*** Opening DATA RECORDS ***
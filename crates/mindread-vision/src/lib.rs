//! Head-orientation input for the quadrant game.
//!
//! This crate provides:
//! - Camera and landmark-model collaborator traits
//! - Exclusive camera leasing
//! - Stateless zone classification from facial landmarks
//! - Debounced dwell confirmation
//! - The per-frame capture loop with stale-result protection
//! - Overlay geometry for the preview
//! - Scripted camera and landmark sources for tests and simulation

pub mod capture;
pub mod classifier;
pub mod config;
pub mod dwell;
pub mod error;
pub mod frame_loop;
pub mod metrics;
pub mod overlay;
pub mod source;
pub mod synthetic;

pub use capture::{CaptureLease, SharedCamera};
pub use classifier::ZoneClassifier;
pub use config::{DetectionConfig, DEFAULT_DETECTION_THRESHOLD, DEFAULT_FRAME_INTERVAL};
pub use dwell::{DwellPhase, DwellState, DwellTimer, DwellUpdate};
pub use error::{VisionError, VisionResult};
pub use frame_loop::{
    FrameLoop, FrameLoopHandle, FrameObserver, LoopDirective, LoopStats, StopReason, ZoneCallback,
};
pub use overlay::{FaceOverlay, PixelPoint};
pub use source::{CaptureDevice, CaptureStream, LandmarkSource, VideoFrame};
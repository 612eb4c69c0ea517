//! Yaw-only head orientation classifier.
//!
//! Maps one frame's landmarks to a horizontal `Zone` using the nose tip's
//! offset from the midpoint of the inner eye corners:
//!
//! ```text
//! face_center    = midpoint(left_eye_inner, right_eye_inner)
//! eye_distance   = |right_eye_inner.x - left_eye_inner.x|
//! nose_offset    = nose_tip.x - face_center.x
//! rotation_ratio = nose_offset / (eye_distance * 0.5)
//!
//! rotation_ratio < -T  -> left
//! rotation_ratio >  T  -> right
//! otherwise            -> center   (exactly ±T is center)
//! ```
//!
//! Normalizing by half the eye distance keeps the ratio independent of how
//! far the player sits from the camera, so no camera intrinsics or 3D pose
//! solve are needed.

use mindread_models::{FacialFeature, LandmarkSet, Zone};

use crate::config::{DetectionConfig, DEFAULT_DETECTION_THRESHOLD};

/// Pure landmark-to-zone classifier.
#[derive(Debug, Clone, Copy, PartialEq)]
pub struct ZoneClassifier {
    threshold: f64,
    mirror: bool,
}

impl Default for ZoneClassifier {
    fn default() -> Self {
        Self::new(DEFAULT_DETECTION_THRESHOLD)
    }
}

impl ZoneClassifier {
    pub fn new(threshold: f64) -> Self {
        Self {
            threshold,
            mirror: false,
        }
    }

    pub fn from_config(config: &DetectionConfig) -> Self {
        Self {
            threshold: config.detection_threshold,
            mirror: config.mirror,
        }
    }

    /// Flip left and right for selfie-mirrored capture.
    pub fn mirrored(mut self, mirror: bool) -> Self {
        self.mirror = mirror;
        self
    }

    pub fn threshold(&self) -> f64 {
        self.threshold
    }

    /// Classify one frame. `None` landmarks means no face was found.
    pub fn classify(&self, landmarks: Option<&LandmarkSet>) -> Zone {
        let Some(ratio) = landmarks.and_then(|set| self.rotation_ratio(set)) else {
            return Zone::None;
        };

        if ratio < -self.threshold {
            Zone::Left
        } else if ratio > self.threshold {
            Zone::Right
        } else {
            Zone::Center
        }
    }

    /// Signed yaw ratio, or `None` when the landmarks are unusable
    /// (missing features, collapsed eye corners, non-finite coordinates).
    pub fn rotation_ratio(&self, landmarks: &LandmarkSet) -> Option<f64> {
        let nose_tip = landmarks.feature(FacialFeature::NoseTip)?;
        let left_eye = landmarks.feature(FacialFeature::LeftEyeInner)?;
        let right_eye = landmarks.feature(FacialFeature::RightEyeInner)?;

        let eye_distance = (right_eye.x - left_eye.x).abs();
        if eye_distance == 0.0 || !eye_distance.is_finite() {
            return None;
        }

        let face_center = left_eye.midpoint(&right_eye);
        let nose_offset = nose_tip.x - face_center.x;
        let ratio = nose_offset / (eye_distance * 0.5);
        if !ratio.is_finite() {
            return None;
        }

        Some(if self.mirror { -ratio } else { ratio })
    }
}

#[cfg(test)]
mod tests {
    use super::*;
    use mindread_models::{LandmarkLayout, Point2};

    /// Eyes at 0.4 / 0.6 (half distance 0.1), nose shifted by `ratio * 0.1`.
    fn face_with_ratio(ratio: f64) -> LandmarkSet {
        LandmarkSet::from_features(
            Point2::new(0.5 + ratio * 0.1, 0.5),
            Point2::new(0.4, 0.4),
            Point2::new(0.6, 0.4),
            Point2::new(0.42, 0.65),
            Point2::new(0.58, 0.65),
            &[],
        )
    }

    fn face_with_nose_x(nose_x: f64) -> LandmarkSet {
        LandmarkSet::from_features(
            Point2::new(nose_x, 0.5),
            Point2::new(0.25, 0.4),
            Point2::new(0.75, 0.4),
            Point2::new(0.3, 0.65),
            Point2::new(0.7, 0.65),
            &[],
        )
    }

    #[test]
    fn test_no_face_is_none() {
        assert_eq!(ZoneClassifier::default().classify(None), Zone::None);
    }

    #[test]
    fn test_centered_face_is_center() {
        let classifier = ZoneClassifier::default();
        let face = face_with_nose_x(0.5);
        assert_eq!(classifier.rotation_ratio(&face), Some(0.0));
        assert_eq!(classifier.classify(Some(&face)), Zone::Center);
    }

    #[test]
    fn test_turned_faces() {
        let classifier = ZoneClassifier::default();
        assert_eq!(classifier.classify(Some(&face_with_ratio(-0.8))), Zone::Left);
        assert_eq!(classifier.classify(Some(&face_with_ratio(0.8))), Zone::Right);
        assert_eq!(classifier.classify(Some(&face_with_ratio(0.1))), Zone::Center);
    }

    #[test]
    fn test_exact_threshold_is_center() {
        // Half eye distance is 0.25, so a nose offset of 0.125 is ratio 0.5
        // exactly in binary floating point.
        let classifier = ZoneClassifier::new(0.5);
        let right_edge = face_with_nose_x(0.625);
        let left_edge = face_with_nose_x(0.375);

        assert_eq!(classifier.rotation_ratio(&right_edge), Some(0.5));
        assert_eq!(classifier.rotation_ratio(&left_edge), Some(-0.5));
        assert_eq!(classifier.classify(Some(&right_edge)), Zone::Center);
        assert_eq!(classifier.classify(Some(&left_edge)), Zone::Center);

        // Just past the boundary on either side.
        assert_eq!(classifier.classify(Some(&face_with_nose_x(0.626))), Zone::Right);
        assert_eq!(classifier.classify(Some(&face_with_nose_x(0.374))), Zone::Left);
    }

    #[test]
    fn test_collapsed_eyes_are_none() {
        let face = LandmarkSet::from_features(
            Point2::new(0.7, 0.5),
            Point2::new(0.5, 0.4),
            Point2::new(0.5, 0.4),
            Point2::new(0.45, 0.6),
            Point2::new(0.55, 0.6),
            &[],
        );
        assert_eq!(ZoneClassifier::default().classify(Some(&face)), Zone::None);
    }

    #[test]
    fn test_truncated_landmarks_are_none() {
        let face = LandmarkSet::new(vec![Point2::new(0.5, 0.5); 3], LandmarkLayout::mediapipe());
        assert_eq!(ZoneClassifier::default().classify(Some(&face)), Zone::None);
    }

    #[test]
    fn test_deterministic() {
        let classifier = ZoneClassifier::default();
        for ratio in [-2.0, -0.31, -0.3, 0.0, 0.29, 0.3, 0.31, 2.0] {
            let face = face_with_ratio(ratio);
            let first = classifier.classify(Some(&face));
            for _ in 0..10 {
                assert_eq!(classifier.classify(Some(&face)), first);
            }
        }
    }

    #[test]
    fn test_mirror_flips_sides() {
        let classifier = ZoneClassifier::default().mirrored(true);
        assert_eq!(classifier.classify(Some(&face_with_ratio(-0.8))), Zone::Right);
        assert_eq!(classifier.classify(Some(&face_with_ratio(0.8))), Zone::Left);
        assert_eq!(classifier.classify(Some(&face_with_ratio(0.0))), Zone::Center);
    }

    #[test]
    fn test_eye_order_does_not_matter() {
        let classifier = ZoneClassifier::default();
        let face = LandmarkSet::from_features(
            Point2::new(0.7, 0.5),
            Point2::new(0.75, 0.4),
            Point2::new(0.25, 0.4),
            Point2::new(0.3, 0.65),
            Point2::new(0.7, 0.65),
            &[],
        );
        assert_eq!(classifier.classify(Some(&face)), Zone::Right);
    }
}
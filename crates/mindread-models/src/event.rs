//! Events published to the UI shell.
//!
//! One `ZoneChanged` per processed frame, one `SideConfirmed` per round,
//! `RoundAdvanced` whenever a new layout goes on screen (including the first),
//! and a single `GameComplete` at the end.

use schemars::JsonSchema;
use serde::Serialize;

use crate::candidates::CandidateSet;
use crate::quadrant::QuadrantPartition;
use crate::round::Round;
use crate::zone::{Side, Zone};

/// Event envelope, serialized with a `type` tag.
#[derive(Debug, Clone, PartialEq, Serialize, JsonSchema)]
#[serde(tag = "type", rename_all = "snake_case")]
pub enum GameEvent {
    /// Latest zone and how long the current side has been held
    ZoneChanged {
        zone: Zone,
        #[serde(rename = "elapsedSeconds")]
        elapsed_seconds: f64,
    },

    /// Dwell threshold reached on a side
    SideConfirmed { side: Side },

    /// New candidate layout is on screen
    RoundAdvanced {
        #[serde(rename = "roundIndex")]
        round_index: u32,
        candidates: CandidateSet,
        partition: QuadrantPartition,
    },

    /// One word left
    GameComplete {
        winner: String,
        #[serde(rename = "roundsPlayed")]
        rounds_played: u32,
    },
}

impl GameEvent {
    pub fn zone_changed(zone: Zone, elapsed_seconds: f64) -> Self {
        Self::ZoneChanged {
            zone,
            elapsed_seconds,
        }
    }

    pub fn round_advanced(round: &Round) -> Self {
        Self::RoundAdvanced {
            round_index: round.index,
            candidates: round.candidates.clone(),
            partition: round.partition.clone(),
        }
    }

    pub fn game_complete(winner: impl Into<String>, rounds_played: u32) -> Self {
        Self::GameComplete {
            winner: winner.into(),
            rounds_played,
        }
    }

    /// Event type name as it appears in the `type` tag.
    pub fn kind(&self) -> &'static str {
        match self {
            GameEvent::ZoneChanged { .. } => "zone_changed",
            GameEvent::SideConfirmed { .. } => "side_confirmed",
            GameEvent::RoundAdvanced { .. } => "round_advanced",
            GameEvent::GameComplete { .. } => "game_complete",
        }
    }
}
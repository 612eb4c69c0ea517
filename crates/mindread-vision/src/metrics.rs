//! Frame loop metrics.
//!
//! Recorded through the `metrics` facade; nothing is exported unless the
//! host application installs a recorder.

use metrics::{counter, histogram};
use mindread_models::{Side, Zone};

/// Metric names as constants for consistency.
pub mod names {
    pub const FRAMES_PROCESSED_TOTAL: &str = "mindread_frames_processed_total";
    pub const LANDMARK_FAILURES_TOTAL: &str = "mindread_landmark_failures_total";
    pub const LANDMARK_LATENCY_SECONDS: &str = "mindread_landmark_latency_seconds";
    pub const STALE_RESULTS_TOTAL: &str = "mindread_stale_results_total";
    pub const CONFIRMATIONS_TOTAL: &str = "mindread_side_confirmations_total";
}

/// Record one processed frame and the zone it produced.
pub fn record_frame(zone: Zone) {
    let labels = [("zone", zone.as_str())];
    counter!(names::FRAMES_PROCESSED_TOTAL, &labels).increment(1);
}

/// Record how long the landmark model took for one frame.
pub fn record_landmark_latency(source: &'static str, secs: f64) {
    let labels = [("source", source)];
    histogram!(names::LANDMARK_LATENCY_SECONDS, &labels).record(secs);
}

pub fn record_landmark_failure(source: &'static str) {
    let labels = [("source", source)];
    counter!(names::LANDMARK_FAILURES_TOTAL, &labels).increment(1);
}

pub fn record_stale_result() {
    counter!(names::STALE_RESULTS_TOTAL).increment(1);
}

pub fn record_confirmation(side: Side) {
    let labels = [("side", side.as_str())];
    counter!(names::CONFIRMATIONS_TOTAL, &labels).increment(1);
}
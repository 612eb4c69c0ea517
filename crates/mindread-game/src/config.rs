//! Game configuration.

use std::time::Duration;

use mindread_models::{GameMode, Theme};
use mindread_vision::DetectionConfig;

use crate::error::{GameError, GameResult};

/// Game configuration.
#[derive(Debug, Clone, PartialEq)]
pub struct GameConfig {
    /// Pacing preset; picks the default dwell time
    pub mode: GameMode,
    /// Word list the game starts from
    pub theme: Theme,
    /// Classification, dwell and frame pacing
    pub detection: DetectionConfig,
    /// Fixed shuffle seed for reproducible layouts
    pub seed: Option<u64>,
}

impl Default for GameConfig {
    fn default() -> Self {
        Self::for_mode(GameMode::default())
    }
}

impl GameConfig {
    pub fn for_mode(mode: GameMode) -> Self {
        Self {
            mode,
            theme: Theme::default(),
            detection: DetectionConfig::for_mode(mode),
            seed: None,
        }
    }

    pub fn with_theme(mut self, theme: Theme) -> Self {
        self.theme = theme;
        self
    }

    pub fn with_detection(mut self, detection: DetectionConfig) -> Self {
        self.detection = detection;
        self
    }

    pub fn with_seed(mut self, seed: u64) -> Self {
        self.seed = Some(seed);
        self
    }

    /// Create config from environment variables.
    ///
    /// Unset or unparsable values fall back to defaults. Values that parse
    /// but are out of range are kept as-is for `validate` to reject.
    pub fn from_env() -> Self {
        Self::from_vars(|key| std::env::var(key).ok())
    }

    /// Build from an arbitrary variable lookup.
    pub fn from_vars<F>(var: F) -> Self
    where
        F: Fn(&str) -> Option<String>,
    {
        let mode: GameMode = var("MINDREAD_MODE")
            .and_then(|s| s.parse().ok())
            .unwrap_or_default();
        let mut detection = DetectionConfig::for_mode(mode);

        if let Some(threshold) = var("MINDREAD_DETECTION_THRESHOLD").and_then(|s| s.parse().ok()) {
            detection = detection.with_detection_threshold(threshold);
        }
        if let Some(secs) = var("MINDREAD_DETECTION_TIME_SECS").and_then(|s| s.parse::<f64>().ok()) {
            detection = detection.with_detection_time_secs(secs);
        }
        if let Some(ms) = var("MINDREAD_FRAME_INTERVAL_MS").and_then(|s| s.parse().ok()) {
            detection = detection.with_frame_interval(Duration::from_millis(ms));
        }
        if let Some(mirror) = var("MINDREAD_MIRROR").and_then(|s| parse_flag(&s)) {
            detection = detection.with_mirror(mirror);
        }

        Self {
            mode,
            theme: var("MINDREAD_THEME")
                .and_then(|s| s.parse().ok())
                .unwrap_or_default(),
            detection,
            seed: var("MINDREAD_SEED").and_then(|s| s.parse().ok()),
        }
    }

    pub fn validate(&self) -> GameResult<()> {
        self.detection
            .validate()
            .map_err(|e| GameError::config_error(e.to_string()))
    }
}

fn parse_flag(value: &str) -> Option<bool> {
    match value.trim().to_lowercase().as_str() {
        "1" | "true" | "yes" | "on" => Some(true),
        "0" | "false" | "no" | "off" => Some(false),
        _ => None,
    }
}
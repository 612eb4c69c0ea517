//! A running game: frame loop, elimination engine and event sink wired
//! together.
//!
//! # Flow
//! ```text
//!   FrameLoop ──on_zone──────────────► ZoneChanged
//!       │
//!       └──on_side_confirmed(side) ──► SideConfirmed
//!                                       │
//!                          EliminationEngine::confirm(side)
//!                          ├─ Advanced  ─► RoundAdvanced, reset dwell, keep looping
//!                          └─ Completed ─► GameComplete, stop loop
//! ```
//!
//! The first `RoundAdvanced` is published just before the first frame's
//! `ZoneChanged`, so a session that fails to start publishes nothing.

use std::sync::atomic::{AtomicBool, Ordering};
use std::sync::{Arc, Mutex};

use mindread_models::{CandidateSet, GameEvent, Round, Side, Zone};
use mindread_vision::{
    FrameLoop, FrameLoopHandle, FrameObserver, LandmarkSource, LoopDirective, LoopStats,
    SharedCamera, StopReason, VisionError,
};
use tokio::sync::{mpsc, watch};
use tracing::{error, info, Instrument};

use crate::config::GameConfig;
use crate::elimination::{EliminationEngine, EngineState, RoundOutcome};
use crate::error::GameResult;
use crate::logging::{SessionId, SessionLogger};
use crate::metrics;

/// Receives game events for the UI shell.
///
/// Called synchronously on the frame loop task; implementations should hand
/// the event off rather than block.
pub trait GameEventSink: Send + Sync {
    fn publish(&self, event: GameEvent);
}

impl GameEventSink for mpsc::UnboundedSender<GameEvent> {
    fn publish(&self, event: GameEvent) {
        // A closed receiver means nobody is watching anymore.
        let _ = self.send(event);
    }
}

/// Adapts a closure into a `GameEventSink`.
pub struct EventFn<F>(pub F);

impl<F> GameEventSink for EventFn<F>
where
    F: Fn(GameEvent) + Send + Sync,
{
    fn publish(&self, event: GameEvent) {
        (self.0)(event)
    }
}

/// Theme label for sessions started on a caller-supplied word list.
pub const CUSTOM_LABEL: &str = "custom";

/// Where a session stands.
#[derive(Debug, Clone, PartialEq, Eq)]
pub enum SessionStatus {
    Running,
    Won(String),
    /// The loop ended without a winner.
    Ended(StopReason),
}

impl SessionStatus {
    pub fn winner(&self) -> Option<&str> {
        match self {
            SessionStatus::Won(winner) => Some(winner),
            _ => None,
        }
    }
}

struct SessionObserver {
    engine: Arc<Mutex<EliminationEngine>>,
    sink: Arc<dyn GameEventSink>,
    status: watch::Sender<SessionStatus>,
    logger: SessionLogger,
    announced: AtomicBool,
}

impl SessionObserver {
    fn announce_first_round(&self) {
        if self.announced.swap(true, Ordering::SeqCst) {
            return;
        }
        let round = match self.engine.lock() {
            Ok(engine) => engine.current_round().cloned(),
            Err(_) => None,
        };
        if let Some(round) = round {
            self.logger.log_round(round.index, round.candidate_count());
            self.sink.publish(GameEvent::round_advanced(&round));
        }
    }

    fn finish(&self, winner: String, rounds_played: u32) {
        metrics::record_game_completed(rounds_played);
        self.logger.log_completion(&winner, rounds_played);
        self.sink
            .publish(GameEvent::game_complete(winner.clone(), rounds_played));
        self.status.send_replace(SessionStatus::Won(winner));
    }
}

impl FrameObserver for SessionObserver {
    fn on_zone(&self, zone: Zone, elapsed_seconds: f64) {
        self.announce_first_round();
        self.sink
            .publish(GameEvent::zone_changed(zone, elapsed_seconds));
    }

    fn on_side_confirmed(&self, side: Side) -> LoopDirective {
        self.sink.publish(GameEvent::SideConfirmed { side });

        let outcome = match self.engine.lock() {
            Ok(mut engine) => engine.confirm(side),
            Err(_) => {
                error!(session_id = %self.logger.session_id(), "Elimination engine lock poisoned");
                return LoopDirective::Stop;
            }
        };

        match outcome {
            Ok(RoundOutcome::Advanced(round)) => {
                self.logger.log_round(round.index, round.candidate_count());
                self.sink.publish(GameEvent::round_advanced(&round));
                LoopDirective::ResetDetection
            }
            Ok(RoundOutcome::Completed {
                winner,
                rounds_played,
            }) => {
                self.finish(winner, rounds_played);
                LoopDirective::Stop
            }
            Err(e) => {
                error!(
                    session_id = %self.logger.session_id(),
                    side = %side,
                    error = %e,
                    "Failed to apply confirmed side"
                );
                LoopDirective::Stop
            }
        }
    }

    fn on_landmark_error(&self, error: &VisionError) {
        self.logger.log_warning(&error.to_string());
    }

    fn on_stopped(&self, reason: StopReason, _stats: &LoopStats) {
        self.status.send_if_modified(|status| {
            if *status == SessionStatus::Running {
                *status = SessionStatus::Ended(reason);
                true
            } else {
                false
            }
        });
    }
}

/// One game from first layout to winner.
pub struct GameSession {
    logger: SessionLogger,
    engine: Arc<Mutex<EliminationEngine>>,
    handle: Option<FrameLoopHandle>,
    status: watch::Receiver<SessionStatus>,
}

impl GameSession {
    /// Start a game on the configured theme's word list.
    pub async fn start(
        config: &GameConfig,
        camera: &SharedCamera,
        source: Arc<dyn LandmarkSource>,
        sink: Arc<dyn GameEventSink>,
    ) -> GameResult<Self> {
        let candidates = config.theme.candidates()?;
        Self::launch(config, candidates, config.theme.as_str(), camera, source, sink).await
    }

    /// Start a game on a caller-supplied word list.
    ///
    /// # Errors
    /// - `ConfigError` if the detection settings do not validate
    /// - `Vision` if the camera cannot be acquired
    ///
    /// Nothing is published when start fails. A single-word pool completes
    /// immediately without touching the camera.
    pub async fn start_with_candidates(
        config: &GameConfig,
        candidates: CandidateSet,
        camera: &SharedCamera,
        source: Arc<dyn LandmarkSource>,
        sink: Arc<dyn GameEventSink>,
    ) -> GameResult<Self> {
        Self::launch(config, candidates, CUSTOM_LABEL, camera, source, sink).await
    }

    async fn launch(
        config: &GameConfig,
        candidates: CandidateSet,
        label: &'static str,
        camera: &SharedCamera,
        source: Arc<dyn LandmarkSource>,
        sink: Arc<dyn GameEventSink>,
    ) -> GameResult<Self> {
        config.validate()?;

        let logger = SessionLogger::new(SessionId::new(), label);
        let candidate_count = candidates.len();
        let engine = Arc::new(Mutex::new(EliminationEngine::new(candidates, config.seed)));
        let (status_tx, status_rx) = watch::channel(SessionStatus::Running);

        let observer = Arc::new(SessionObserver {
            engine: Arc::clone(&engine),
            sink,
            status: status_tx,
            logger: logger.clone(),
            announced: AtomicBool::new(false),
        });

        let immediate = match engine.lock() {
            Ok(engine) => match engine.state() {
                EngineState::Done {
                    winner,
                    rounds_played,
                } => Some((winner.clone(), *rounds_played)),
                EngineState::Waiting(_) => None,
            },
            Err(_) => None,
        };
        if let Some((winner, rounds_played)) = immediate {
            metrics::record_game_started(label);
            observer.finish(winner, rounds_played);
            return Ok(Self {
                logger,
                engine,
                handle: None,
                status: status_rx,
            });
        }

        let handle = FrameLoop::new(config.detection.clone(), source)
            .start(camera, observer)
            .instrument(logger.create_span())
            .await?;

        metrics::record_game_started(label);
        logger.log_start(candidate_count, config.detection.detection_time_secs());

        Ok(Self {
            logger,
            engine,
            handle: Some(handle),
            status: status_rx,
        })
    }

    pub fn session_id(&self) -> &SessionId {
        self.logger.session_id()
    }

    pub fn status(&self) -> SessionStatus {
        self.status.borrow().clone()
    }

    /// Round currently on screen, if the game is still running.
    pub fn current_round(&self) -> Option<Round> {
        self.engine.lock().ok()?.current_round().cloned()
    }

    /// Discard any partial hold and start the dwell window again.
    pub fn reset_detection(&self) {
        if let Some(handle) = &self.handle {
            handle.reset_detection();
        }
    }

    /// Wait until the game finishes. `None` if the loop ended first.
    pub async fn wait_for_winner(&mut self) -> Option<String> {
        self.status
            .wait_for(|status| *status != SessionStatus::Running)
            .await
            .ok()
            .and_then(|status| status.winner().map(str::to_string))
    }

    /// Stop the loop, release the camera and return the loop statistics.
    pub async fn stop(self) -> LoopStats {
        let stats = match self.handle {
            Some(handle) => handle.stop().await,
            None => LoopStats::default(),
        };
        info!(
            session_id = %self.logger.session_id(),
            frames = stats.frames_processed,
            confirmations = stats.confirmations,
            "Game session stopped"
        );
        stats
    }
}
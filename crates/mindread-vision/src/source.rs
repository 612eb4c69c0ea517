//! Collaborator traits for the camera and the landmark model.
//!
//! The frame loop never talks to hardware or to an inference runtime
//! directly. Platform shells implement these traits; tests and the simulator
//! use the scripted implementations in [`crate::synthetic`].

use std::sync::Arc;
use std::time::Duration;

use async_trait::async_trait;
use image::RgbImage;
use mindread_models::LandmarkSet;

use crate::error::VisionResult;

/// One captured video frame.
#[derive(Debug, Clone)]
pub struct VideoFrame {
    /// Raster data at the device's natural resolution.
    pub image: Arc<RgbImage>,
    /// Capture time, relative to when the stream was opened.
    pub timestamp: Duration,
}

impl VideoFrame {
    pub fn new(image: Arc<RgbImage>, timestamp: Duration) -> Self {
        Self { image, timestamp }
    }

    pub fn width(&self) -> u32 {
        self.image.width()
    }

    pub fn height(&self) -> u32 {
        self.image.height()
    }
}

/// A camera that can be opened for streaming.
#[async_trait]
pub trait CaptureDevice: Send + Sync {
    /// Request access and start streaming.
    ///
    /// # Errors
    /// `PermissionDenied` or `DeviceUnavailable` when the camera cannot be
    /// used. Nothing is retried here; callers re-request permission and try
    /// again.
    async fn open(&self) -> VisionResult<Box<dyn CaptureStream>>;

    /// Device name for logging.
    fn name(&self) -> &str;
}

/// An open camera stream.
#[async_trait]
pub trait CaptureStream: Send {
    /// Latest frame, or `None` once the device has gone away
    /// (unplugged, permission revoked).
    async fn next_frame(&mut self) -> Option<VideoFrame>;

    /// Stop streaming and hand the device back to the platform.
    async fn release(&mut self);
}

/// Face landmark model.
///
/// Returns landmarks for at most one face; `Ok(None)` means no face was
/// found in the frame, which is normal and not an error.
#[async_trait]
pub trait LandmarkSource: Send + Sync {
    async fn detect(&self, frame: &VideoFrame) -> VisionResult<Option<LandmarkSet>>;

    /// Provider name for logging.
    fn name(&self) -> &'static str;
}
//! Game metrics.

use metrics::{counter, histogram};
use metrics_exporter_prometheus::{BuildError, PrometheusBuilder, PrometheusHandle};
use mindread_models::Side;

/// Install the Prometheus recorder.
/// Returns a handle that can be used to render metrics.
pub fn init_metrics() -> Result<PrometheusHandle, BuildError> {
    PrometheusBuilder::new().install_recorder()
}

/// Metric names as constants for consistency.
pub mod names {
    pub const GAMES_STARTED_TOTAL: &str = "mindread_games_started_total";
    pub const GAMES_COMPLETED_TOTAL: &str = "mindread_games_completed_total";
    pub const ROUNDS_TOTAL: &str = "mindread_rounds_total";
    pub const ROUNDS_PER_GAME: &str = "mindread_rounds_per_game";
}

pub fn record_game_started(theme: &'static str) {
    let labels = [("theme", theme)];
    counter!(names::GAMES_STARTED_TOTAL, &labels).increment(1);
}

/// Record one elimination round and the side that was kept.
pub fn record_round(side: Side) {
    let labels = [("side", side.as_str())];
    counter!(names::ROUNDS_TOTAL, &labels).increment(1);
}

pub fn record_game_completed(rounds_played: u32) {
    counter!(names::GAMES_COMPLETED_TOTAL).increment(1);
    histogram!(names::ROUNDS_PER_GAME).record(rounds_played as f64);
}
*** Closing DATA RECORDS ***
→ PROMPT
If a line in the records above has the word "StopReason", copy it out.

→ FINISHED TASK
    FrameLoop, FrameLoopHandle, FrameObserver, LoopDirective, LoopStats, StopReason, ZoneCallback,
    SharedCamera, StopReason, VisionError,
    Ended(StopReason),
    fn on_stopped(&self, reason: StopReason, _stats: &LoopStats) {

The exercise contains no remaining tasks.